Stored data
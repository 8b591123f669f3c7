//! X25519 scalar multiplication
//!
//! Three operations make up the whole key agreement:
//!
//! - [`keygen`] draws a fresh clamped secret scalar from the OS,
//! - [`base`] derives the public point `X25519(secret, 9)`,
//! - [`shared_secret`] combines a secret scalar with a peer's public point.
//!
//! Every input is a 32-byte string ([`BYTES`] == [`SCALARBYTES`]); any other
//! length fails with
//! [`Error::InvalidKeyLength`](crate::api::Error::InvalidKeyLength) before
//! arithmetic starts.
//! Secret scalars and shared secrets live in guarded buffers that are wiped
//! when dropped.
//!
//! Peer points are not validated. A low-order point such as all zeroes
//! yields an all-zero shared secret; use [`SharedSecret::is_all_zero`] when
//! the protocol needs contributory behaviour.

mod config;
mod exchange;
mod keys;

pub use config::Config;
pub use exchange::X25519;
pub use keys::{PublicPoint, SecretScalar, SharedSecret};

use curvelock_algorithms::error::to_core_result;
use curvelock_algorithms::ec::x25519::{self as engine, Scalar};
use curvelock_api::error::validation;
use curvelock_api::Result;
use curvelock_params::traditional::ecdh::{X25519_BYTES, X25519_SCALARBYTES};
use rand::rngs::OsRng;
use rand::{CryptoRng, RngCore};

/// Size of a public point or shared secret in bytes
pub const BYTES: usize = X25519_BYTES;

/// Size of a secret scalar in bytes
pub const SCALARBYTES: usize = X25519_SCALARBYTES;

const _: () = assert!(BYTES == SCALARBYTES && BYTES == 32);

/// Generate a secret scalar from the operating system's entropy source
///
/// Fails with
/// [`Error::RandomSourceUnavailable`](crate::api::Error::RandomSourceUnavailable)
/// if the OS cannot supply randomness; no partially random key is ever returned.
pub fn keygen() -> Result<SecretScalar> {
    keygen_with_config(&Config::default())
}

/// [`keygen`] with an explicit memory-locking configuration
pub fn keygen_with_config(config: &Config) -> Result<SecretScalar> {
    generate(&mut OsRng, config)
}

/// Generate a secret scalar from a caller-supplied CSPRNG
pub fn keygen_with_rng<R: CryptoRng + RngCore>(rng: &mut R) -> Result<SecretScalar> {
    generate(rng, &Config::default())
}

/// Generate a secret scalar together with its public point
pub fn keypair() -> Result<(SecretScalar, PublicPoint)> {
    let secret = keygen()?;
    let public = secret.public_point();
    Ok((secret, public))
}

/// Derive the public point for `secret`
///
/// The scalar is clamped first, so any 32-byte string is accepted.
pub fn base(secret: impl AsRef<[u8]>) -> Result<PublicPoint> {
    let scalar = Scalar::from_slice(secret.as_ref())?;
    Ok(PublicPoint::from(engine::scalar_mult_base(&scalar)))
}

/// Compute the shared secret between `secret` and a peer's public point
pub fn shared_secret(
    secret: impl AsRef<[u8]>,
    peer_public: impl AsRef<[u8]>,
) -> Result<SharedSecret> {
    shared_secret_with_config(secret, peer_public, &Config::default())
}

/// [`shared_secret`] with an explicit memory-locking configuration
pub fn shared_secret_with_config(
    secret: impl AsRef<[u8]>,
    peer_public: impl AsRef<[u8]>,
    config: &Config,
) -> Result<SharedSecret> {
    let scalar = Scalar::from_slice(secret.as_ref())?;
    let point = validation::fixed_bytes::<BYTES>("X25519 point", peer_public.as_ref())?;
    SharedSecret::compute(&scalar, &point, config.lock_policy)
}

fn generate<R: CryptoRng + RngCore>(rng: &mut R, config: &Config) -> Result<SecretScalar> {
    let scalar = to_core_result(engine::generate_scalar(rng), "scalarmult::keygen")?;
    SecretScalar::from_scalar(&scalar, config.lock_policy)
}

Task requirements: Restate the full data above, keeping each word intact.

Result for this exercise:
repository 8b591123f669f3c7
//! X25519 scalar multiplication
//!
//! Three operations make up the whole key agreement:
//!
//! - [`keygen`] draws a fresh clamped secret scalar from the OS,
//! - [`base`] derives the public point `X25519(secret, 9)`,
//! - [`shared_secret`] combines a secret scalar with a peer's public point.
//!
//! Every input is a 32-byte string ([`BYTES`] == [`SCALARBYTES`]); any other
//! length fails with
//! [`Error::InvalidKeyLength`](crate::api::Error::InvalidKeyLength) before
//! arithmetic starts.
//! Secret scalars and shared secrets live in guarded buffers that are wiped
//! when dropped.
//!
//! Peer points are not validated. A low-order point such as all zeroes
//! yields an all-zero shared secret; use [`SharedSecret::is_all_zero`] when
//! the protocol needs contributory behaviour.

mod config;
mod exchange;
mod keys;

pub use config::Config;
pub use exchange::X25519;
pub use keys::{PublicPoint, SecretScalar, SharedSecret};

use curvelock_algorithms::error::to_core_result;
use curvelock_algorithms::ec::x25519::{self as engine, Scalar};
use curvelock_api::error::validation;
use curvelock_api::Result;
use curvelock_params::traditional::ecdh::{X25519_BYTES, X25519_SCALARBYTES};
use rand::rngs::OsRng;
use rand::{CryptoRng, RngCore};

/// Size of a public point or shared secret in bytes
pub const BYTES: usize = X25519_BYTES;

/// Size of a secret scalar in bytes
pub const SCALARBYTES: usize = X25519_SCALARBYTES;

const _: () = assert!(BYTES == SCALARBYTES && BYTES == 32);

/// Generate a secret scalar from the operating system's entropy source
///
/// Fails with
/// [`Error::RandomSourceUnavailable`](crate::api::Error::RandomSourceUnavailable)
/// if the OS cannot supply randomness; no partially random key is ever returned.
pub fn keygen() -> Result<SecretScalar> {
    keygen_with_config(&Config::default())
}

/// [`keygen`] with an explicit memory-locking configuration
pub fn keygen_with_config(config: &Config) -> Result<SecretScalar> {
    generate(&mut OsRng, config)
}

/// Generate a secret scalar from a caller-supplied CSPRNG
pub fn keygen_with_rng<R: CryptoRng + RngCore>(rng: &mut R) -> Result<SecretScalar> {
    generate(rng, &Config::default())
}

/// Generate a secret scalar together with its public point
pub fn keypair() -> Result<(SecretScalar, PublicPoint)> {
    let secret = keygen()?;
    let public = secret.public_point();
    Ok((secret, public))
}

/// Derive the public point for `secret`
///
/// The scalar is clamped first, so any 32-byte string is accepted.
pub fn base(secret: impl AsRef<[u8]>) -> Result<PublicPoint> {
    let scalar = Scalar::from_slice(secret.as_ref())?;
    Ok(PublicPoint::from(engine::scalar_mult_base(&scalar)))
}

/// Compute the shared secret between `secret` and a peer's public point
pub fn shared_secret(
    secret: impl AsRef<[u8]>,
    peer_public: impl AsRef<[u8]>,
) -> Result<SharedSecret> {
    shared_secret_with_config(secret, peer_public, &Config::default())
}

/// [`shared_secret`] with an explicit memory-locking configuration
pub fn shared_secret_with_config(
    secret: impl AsRef<[u8]>,
    peer_public: impl AsRef<[u8]>,
    config: &Config,
) -> Result<SharedSecret> {
    let scalar = Scalar::from_slice(secret.as_ref())?;
    let point = validation::fixed_bytes::<BYTES>("X25519 point", peer_public.as_ref())?;
    SharedSecret::compute(&scalar, &point, config.lock_policy)
}

fn generate<R: CryptoRng + RngCore>(rng: &mut R, config: &Config) -> Result<SecretScalar> {
    let scalar = to_core_result(engine::generate_scalar(rng), "scalarmult::keygen")?;
    SecretScalar::from_scalar(&scalar, config.lock_policy)
}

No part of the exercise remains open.